Almost every political party overpromises in order to get elected. The true believers in that party think that if only their platform can be put into place, maybe we can reintroduce utopia into this nation. Sometimes ministers of the gospel fall into the same pattern. “If we only adopt all of my theology or all of my methods, if we only do things exactly right, then there will be such great reformation and revival that the whole world will be evangelized and things will go swimmingly.”

What does Jesus say? “There will be wars and rumors of wars, but the end is not yet. In this world you will have tribulation. But be of good cheer! I have overcome the world.” It’s not as if God may not, in his mercy, bring about times of great reformation and revival. It’s not as if God does not sometimes bring down catastrophic and humbling judgment. Be certain of this, however: until the Lord comes, there is no utopia. Therefore, what is demanded of all of us, what is demanded by the absolute claims of the kingdom of God, is persevering faithfulness.

I happened to read something this week, written by John Stott, of whom you may have heard. “To perfectionists we say, ‘You are right to seek the purity of the church. The doctrinal and ethical purity of the church is a proper goal of Christian endeavor. But you are wrong to imagine that you will attain it. Not until Christ comes will he present his bride to himself as a “radiant church, without stain or wrinkle or any other blemish, but holy and blameless.” ’

To defeatists we say, ‘You are right to acknowledge the reality of sin and error in the church, and not to close your eyes to it. But you are wrong to tolerate it. There is a place for discipline in the church, and even for excommunication. To deny the divine-human person of Christ is anti-Christ. To deny the gospel of grace is to deserve God’s anathema. We cannot condone these things.’ ”

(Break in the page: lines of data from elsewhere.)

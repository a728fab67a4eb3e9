//! End-to-end HTTP and WebSocket scenarios against a server bound to an
//! ephemeral port.

#![allow(clippy::panic)]

use std::net::SocketAddr;
use std::sync::Arc;
use std::time::Duration;

use futures_util::{SinkExt, StreamExt};
use reqwest::StatusCode;
use serde_json::{Value, json};
use tokio_tungstenite::tungstenite::Message;

use tab_settle::api;
use tab_settle::app_state::AppState;
use tab_settle::domain::{EventBus, SeatStore, SessionRepository};
use tab_settle::service::{SeatService, SessionService};

struct TestServer {
    addr: SocketAddr,
    client: reqwest::Client,
}

impl TestServer {
    async fn start() -> Self {
        let seats = Arc::new(SeatStore::new());
        let session_service = Arc::new(SessionService::new(
            Arc::new(SessionRepository::new()),
            Arc::clone(&seats),
            EventBus::new(256),
            None,
        ));
        let seat_service = Arc::new(SeatService::new(seats, None));
        let app = api::build_app(
            AppState::new(session_service, seat_service),
            Duration::from_secs(10),
        );

        let Ok(listener) = tokio::net::TcpListener::bind("127.0.0.1:0").await else {
            panic!("bind failed");
        };
        let Ok(addr) = listener.local_addr() else {
            panic!("no local addr");
        };
        tokio::spawn(async move {
            let _ = axum::serve(listener, app).await;
        });

        Self {
            addr,
            client: reqwest::Client::new(),
        }
    }

    fn url(&self, path: &str) -> String {
        format!("http://{}{path}", self.addr)
    }

    async fn post(&self, path: &str, body: Value) -> (StatusCode, Value) {
        let Ok(resp) = self.client.post(self.url(path)).json(&body).send().await else {
            panic!("POST {path} failed");
        };
        let status = resp.status();
        let Ok(body) = resp.json::<Value>().await else {
            panic!("POST {path} returned no JSON");
        };
        (status, body)
    }

    async fn get(&self, path: &str) -> (StatusCode, Value) {
        let Ok(resp) = self.client.get(self.url(path)).send().await else {
            panic!("GET {path} failed");
        };
        let status = resp.status();
        let Ok(body) = resp.json::<Value>().await else {
            panic!("GET {path} returned no JSON");
        };
        (status, body)
    }

    async fn open_session(&self, order_id: &str, total: &str) -> String {
        let (status, body) = self
            .post(
                "/api/v1/sessions",
                json!({ "order_id": order_id, "total_amount": total }),
            )
            .await;
        assert_eq!(status, StatusCode::CREATED);
        let Some(id) = body["id"].as_str() else {
            panic!("session without id: {body}");
        };
        id.to_string()
    }
}

fn part_ids(split: &Value) -> Vec<String> {
    let Some(parts) = split["parts"].as_array() else {
        panic!("split without parts: {split}");
    };
    parts
        .iter()
        .filter_map(|p| p["id"].as_str().map(str::to_string))
        .collect()
}

#[tokio::test]
async fn equal_split_settles_the_bill() {
    let server = TestServer::start().await;
    let session_id = server.open_session("order-100", "100.00").await;

    let (status, again) = server
        .post(
            "/api/v1/sessions",
            json!({ "order_id": "order-100", "total_amount": 100 }),
        )
        .await;
    assert_eq!(status, StatusCode::OK);
    assert_eq!(again["id"], session_id.as_str());

    let (status, split) = server
        .post(
            &format!("/api/v1/sessions/{session_id}/splits"),
            json!({ "strategy": "equal", "number_of_parts": 3 }),
        )
        .await;
    assert_eq!(status, StatusCode::CREATED);
    let amounts: Vec<&str> = split["parts"]
        .as_array()
        .into_iter()
        .flatten()
        .filter_map(|p| p["amount"].as_str())
        .collect();
    assert_eq!(amounts, ["33.34", "33.33", "33.33"]);
    assert_eq!(split["parts"][0]["name"], "Pessoa 1");

    let parts = part_ids(&split);
    for (i, part_id) in parts.iter().enumerate() {
        let (status, paid) = server
            .post(
                &format!("/api/v1/parts/{part_id}/pay"),
                json!({ "method": "card" }),
            )
            .await;
        assert_eq!(status, StatusCode::CREATED);
        let expected = if i + 1 == parts.len() { "completed" } else { "open" };
        assert_eq!(paid["session"]["status"], expected);
    }

    let (_, session) = server.get(&format!("/api/v1/sessions/{session_id}")).await;
    assert_eq!(session["paid_amount"], "100.00");
    assert_eq!(session["remaining_amount"], "0.00");
    assert_eq!(session["active_split"]["is_settled"], true);

    let Some(first) = parts.first() else {
        panic!("no parts");
    };
    let (status, err) = server
        .post(
            &format!("/api/v1/parts/{first}/pay"),
            json!({ "method": "card" }),
        )
        .await;
    assert_eq!(status, StatusCode::CONFLICT);
    assert_eq!(err["error"]["code"], 4005);
}

#[tokio::test]
async fn overpayment_is_rejected_with_details() {
    let server = TestServer::start().await;
    let session_id = server.open_session("order-50", "50.00").await;
    let path = format!("/api/v1/sessions/{session_id}/payments");

    let (status, first) = server
        .post(&path, json!({ "method": "cash", "amount": "30.00" }))
        .await;
    assert_eq!(status, StatusCode::CREATED);
    assert_eq!(first["session"]["remaining_amount"], "20.00");

    let (status, err) = server
        .post(&path, json!({ "method": "cash", "amount": "30.00" }))
        .await;
    assert_eq!(status, StatusCode::UNPROCESSABLE_ENTITY);
    assert_eq!(err["error"]["code"], 4001);
    assert_eq!(err["error"]["details"]["remaining"], "20.00");

    let (status, list) = server.get(&path).await;
    assert_eq!(status, StatusCode::OK);
    assert_eq!(list["data"].as_array().map(Vec::len), Some(1));
}

#[tokio::test]
async fn malformed_amounts_are_invalid_amount() {
    let server = TestServer::start().await;
    let (status, err) = server
        .post(
            "/api/v1/sessions",
            json!({ "order_id": "order-x", "total_amount": "10.005" }),
        )
        .await;
    assert_eq!(status, StatusCode::BAD_REQUEST);
    assert_eq!(err["error"]["code"], 1002);

    let session_id = server.open_session("order-y", "10.00").await;
    let (status, err) = server
        .post(
            &format!("/api/v1/sessions/{session_id}/payments"),
            json!({ "method": "cash", "amount": "ten" }),
        )
        .await;
    assert_eq!(status, StatusCode::BAD_REQUEST);
    assert_eq!(err["error"]["code"], 1002);
}

#[tokio::test]
async fn custom_split_must_reconcile() {
    let server = TestServer::start().await;
    let session_id = server.open_session("order-custom", "100.00").await;

    let (status, err) = server
        .post(
            &format!("/api/v1/sessions/{session_id}/splits"),
            json!({ "strategy": "custom", "parts": [
                { "name": "Ana", "amount": "40.00" },
                { "name": "Bia", "amount": "40.00" },
            ]}),
        )
        .await;
    assert_eq!(status, StatusCode::UNPROCESSABLE_ENTITY);
    assert_eq!(err["error"]["code"], 4002);
    assert_eq!(err["error"]["details"]["delta"], "20.00");

    let (status, _) = server
        .get(&format!("/api/v1/sessions/{session_id}/split"))
        .await;
    assert_eq!(status, StatusCode::NOT_FOUND);
}

#[tokio::test]
async fn seat_split_prices_each_seat() {
    let server = TestServer::start().await;
    let (status, body) = server
        .post(
            "/api/v1/sessions",
            json!({
                "order_id": "order-seats",
                "total_amount": "70.00",
                "items": [
                    { "id": "burger", "name": "Burger", "unit_price": "25.00", "quantity": 2 },
                    { "id": "fries", "name": "Fries", "unit_price": "20.00", "quantity": 1 },
                ],
            }),
        )
        .await;
    assert_eq!(status, StatusCode::CREATED);
    let Some(session_id) = body["id"].as_str() else {
        panic!("no session id");
    };

    let mut seat_ids = Vec::new();
    for number in [1, 2] {
        let (status, seat) = server
            .post("/api/v1/tables/t9/seats", json!({ "number": number }))
            .await;
        assert_eq!(status, StatusCode::CREATED);
        let Some(id) = seat["seat"]["id"].as_str() else {
            panic!("no seat id");
        };
        seat_ids.push(id.to_string());
        let (status, _) = server
            .post(
                &format!("/api/v1/seats/{id}/items"),
                json!({ "order_item_id": "burger" }),
            )
            .await;
        assert_eq!(status, StatusCode::OK);
    }

    let (status, conflict) = server
        .post("/api/v1/tables/t9/seats", json!({ "number": 1 }))
        .await;
    assert_eq!(status, StatusCode::CONFLICT);
    assert_eq!(conflict["error"]["code"], 2006);

    let (status, split) = server
        .post(
            &format!("/api/v1/sessions/{session_id}/splits"),
            json!({ "strategy": "seat", "seat_ids": seat_ids }),
        )
        .await;
    assert_eq!(status, StatusCode::CREATED, "{split}");
    let amounts: Vec<&str> = split["parts"]
        .as_array()
        .into_iter()
        .flatten()
        .filter_map(|p| p["amount"].as_str())
        .collect();
    assert_eq!(amounts, ["35.00", "35.00"]);
    assert_eq!(split["parts"][0]["name"], "Seat 1");

    let (_, seats) = server.get("/api/v1/tables/t9/seats").await;
    assert_eq!(seats["data"][0]["seat"]["status"], "occupied");
}

#[tokio::test]
async fn websocket_streams_session_events() {
    let server = TestServer::start().await;
    let session_id = server.open_session("order-ws", "20.00").await;

    let Ok((mut ws, _)) = tokio_tungstenite::connect_async(format!("ws://{}/ws", server.addr)).await
    else {
        panic!("ws connect failed");
    };
    let subscribe = json!({
        "id": "sub-1",
        "type": "command",
        "timestamp": chrono::Utc::now(),
        "payload": { "command": "subscribe", "session_ids": [session_id] },
    });
    let Ok(()) = ws.send(Message::text(subscribe.to_string())).await else {
        panic!("ws send failed");
    };
    let reply = next_json(&mut ws).await;
    assert_eq!(reply["type"], "response");
    assert_eq!(reply["id"], "sub-1");

    let (status, _) = server
        .post(
            &format!("/api/v1/sessions/{session_id}/payments"),
            json!({ "method": "pix", "amount": "20.00" }),
        )
        .await;
    assert_eq!(status, StatusCode::CREATED);

    let recorded = next_json(&mut ws).await;
    assert_eq!(recorded["type"], "event");
    assert_eq!(recorded["payload"]["event_type"], "payment_recorded");
    let completed = next_json(&mut ws).await;
    assert_eq!(completed["payload"]["event_type"], "session_completed");
    assert_eq!(completed["payload"]["paid_amount"], "20.00");
}

async fn next_json<S>(ws: &mut S) -> Value
where
    S: futures_util::Stream<Item = Result<Message, tokio_tungstenite::tungstenite::Error>> + Unpin,
{
    loop {
        let next = tokio::time::timeout(Duration::from_secs(5), ws.next()).await;
        let Ok(Some(Ok(msg))) = next else {
            panic!("no ws message");
        };
        if let Message::Text(text) = msg {
            let Ok(value) = serde_json::from_str::<Value>(&text) else {
                panic!("ws message is not JSON");
            };
            return value;
        }
    }
}

#[tokio::test]
async fn health_and_catalogs() {
    let server = TestServer::start().await;
    let (status, health) = server.get("/health").await;
    assert_eq!(status, StatusCode::OK);
    assert_eq!(health["status"], "healthy");

    let (status, strategies) = server.get("/config/split-strategies").await;
    assert_eq!(status, StatusCode::OK);
    assert_eq!(strategies.as_array().map(Vec::len), Some(3));

    let (status, doc) = server.get("/openapi.json").await;
    assert_eq!(status, StatusCode::OK);
    assert!(doc["paths"]["/api/v1/sessions"].is_object());
}
//! Shared application state injected into all Axum handlers.

use std::sync::Arc;

use crate::domain::EventBus;
use crate::service::{SeatService, SessionService};

/// Shared application state available to all handlers via Axum's
/// `State` extractor.
#[derive(Debug, Clone)]
pub struct AppState {
    /// Session service for payments and splits.
    pub session_service: Arc<SessionService>,
    /// Seat service for seat assignment.
    pub seat_service: Arc<SeatService>,
    /// Event bus for WebSocket subscriptions.
    pub event_bus: EventBus,
}

impl AppState {
    /// Builds the state, sharing the session service's event bus.
    #[must_use]
    pub fn new(session_service: Arc<SessionService>, seat_service: Arc<SeatService>) -> Self {
        let event_bus = session_service.event_bus().clone();
        Self {
            session_service,
            seat_service,
            event_bus,
        }
    }
}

Thus, the conflict of kingdoms goes on until Jesus himself comes back. By this very means, the gospel word goes forth, men and women are converted, and nations rise and fall. Churches experience reformation and revival, others abandon the truth and wither away until they are mere shadows of themselves, or, under the most violent persecution, may actually dissolve entirely (as in North Africa and in Albania under the communist regime).

Still, Christ Jesus says, “I will build my church.” He is the King. He reigns. The time is coming when the kingdoms of this world will become the kingdom of our God and of his Christ. The absolute claims of the kingdom of God demand, of all of us, perseverance, faithfulness, contrition, hope against hope, for the utopia that will be introduced when Jesus himself returns. Amen.